//! Catalog backend client.

use crate::error::{CatalogClientError, Result};
use crate::types::{CatalogConfig, SearchResponse, SongUrlResponse};
use async_trait::async_trait;
use cloudtune_core::{CatalogLookup, SourceId, Track, TrackKey};
use reqwest::{Client, Response};
use std::time::Duration;
use tracing::{debug, info, warn};
use url::Url;

/// Client for the catalog backend.
///
/// Cheap to clone; clones share the underlying connection pool.
///
/// # Example
///
/// ```ignore
/// use cloudtune_catalog_client::{CatalogClient, CatalogConfig};
///
/// let client = CatalogClient::new(CatalogConfig::new("http://localhost:8082"))?;
/// let songs = client.search_songs("夜曲", &[SourceId::QQ]).await?;
/// ```
#[derive(Debug, Clone)]
pub struct CatalogClient {
    http: Client,
    base_url: String,
}

impl CatalogClient {
    /// Create a new client with the given configuration.
    pub fn new(config: CatalogConfig) -> Result<Self> {
        if config.url.trim().is_empty() {
            return Err(CatalogClientError::InvalidUrl("URL cannot be empty".into()));
        }

        let base_url = config.url.trim().trim_end_matches('/').to_string();
        if !base_url.starts_with("http://") && !base_url.starts_with("https://") {
            return Err(CatalogClientError::InvalidUrl(
                "URL must start with http:// or https://".into(),
            ));
        }
        Url::parse(&base_url).map_err(|e| CatalogClientError::InvalidUrl(e.to_string()))?;

        let mut builder = Client::builder()
            .connect_timeout(Duration::from_secs(10))
            .user_agent(format!("CloudTune/{}", env!("CARGO_PKG_VERSION")));
        if let Some(timeout) = config.timeout {
            builder = builder.timeout(timeout);
        }
        let http = builder.build().map_err(CatalogClientError::Request)?;

        Ok(Self { http, base_url })
    }

    /// Get the normalized base URL.
    pub fn url(&self) -> &str {
        &self.base_url
    }

    /// Search the given sources for a keyword.
    ///
    /// Sources are sent as one comma-separated parameter; the backend skips
    /// identifiers it does not know.
    pub async fn search_songs(&self, keyword: &str, sources: &[SourceId]) -> Result<Vec<Track>> {
        let url = format!("{}/api/search", self.base_url);
        let sources = sources
            .iter()
            .map(SourceId::as_str)
            .collect::<Vec<_>>()
            .join(",");

        debug!(url = %url, keyword = %keyword, sources = %sources, "Searching catalog");

        let response = self
            .http
            .get(&url)
            .query(&[("keyword", keyword), ("sources", sources.as_str())])
            .send()
            .await
            .map_err(map_send_error)?;

        let response = check_status(response).await?;
        let body: SearchResponse = response.json().await.map_err(|e| {
            CatalogClientError::ParseError(format!("Failed to parse search response: {}", e))
        })?;

        if let Some(total) = body.total_mismatch() {
            warn!(keyword = %keyword, total, "Search total disagrees with returned songs");
        }
        let tracks = body.into_tracks();
        info!(keyword = %keyword, results = tracks.len(), "Search completed");
        Ok(tracks)
    }

    /// Resolve the stream URL of a track.
    pub async fn song_url(&self, key: &TrackKey) -> Result<String> {
        let url = format!("{}/api/song", self.base_url);
        debug!(url = %url, track = %key, "Resolving stream URL");

        let response = self
            .http
            .get(&url)
            .query(&[("id", key.id.as_str()), ("source", key.source.as_str())])
            .send()
            .await
            .map_err(map_send_error)?;

        let response = check_status(response).await?;
        let body: SongUrlResponse = response.json().await.map_err(|e| {
            CatalogClientError::ParseError(format!("Failed to parse song response: {}", e))
        })?;

        match body.playable_url() {
            Some(stream) => {
                debug!(track = %key, "Resolved stream URL");
                Ok(stream.to_string())
            }
            None => {
                warn!(track = %key, code = ?body.code, msg = ?body.msg, "Catalog returned no stream URL");
                Err(CatalogClientError::MissingUrl {
                    id: key.id.clone(),
                    source_id: key.source.to_string(),
                    message: body.msg.unwrap_or_else(|| "empty url".to_string()),
                })
            }
        }
    }
}

#[async_trait]
impl CatalogLookup for CatalogClient {
    async fn search(&self, keyword: &str, sources: &[SourceId]) -> cloudtune_core::Result<Vec<Track>> {
        Ok(self.search_songs(keyword, sources).await?)
    }

    async fn stream_url(&self, key: &TrackKey) -> cloudtune_core::Result<String> {
        Ok(self.song_url(key).await?)
    }
}

fn map_send_error(e: reqwest::Error) -> CatalogClientError {
    if e.is_connect() || e.is_timeout() {
        CatalogClientError::Unreachable(e.to_string())
    } else {
        CatalogClientError::Request(e)
    }
}

async fn check_status(response: Response) -> Result<Response> {
    let status = response.status();
    if status.is_success() {
        Ok(response)
    } else {
        let error_text = response.text().await.unwrap_or_default();
        Err(CatalogClientError::ServerError {
            status: status.as_u16(),
            message: error_text.trim().to_string(),
        })
    }
}
//! CloudTune - Playback Management
//!
//! The player/library state machine behind every CloudTune front-end.
//!
//! This crate provides:
//! - Library state (search results, playlist, favorites) with write-through
//!   persistence
//! - Circular previous/next navigation over the playlist
//! - Playback control (play, pause, seek, volume, mute) over an injected
//!   audio sink
//! - Auto-advance when a track ends, and re-targeting when the playing track
//!   is removed from the playlist
//! - Generation tickets that discard superseded search and play responses
//!
//! # Architecture
//!
//! `cloudtune-playback` owns no I/O of its own:
//! - the catalog is any [`cloudtune_core::CatalogLookup`]
//! - persistence is a [`cloudtune_storage::CollectionStore`]
//! - audio output is any [`AudioSink`]
//!
//! The presentation layer sends intents to [`Player`] and renders from the
//! [`PlayerEvent`]s it drains afterwards.
//!
//! # Example
//!
//! ```rust,no_run
//! use cloudtune_core::SourceId;
//! use cloudtune_playback::{AudioSink, Player, PlayerConfig, SinkError};
//! use cloudtune_storage::{CollectionStore, MemoryStore};
//! use std::sync::Arc;
//!
//! struct Silent;
//!
//! impl AudioSink for Silent {
//!     fn load(&mut self, _url: &str) {}
//!     fn play(&mut self) -> Result<(), SinkError> { Ok(()) }
//!     fn pause(&mut self) {}
//!     fn stop(&mut self) {}
//!     fn seek(&mut self, _position: f64) {}
//!     fn set_volume(&mut self, _volume: f32) {}
//! }
//!
//! # async fn example(catalog: Arc<dyn cloudtune_core::CatalogLookup>) -> cloudtune_playback::Result<()> {
//! let collections = CollectionStore::new(Arc::new(MemoryStore::new()));
//! let mut player = Player::new(PlayerConfig::default(), collections, catalog, Box::new(Silent));
//!
//! player.search("夜曲", &[SourceId::QQ, SourceId::NETEASE]).await?;
//! if let Some(first) = player.library().search_results().first().cloned() {
//!     player.add_to_playlist(first).await; // first add starts playback
//! }
//!
//! for event in player.drain_events() {
//!     println!("{event:?}");
//! }
//! # Ok(())
//! # }
//! ```

mod error;
mod events;
mod library;
pub mod navigation;
mod player;
mod sink;
pub mod types;
mod volume;

// Public exports
pub use error::{ErrorKind, PlayerError, Result};
pub use events::PlayerEvent;
pub use library::Library;
pub use player::{PlayTicket, Player, PlaylistEdit, SearchTicket};
pub use sink::{AudioSink, SinkError, SinkEvent};
pub use types::{
    format_clock, Completion, ListKind, NowPlaying, PlaybackState, PlaybackStatus, PlayerConfig,
};
pub use volume::{Volume, VolumeLevel, DEFAULT_VOLUME};
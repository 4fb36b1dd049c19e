//! File-backed key-value store
//!
//! Each key maps to `<data_dir>/<key>.json`.

use crate::error::{Result, StorageError};
use crate::kv::KeyValueStore;
use std::fs;
use std::io::ErrorKind;
use std::path::{Path, PathBuf};
use tracing::debug;

/// Store that keeps one file per key in a directory
#[derive(Debug, Clone)]
pub struct FileStore {
    dir: PathBuf,
}

impl FileStore {
    /// Open a store rooted at `dir`, creating the directory if needed
    pub fn open(dir: impl Into<PathBuf>) -> Result<Self> {
        let dir = dir.into();
        fs::create_dir_all(&dir)?;
        debug!(dir = %dir.display(), "Opened file store");
        Ok(Self { dir })
    }

    /// Directory holding the blobs
    pub fn dir(&self) -> &Path {
        &self.dir
    }

    fn path_for(&self, key: &str) -> Result<PathBuf> {
        let valid = !key.is_empty()
            && key
                .chars()
                .all(|c| c.is_ascii_alphanumeric() || c == '-' || c == '_');
        if !valid {
            return Err(StorageError::InvalidKey(key.to_string()));
        }
        Ok(self.dir.join(format!("{key}.json")))
    }
}

impl KeyValueStore for FileStore {
    fn get(&self, key: &str) -> Result<Option<String>> {
        let path = self.path_for(key)?;
        match fs::read_to_string(&path) {
            Ok(content) => Ok(Some(content)),
            Err(e) if e.kind() == ErrorKind::NotFound => Ok(None),
            Err(e) => Err(e.into()),
        }
    }

    fn set(&self, key: &str, value: String) -> Result<()> {
        let path = self.path_for(key)?;
        fs::write(&path, value)?;
        debug!(key = %key, path = %path.display(), "Wrote blob");
        Ok(())
    }
}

===============

■ **Exercise brief**
Every line above that holds the string "persistence" should be copied into the answer.

■ **Expected answer**
//!   persistence
//! - persistence is a [`cloudtune_storage::CollectionStore`]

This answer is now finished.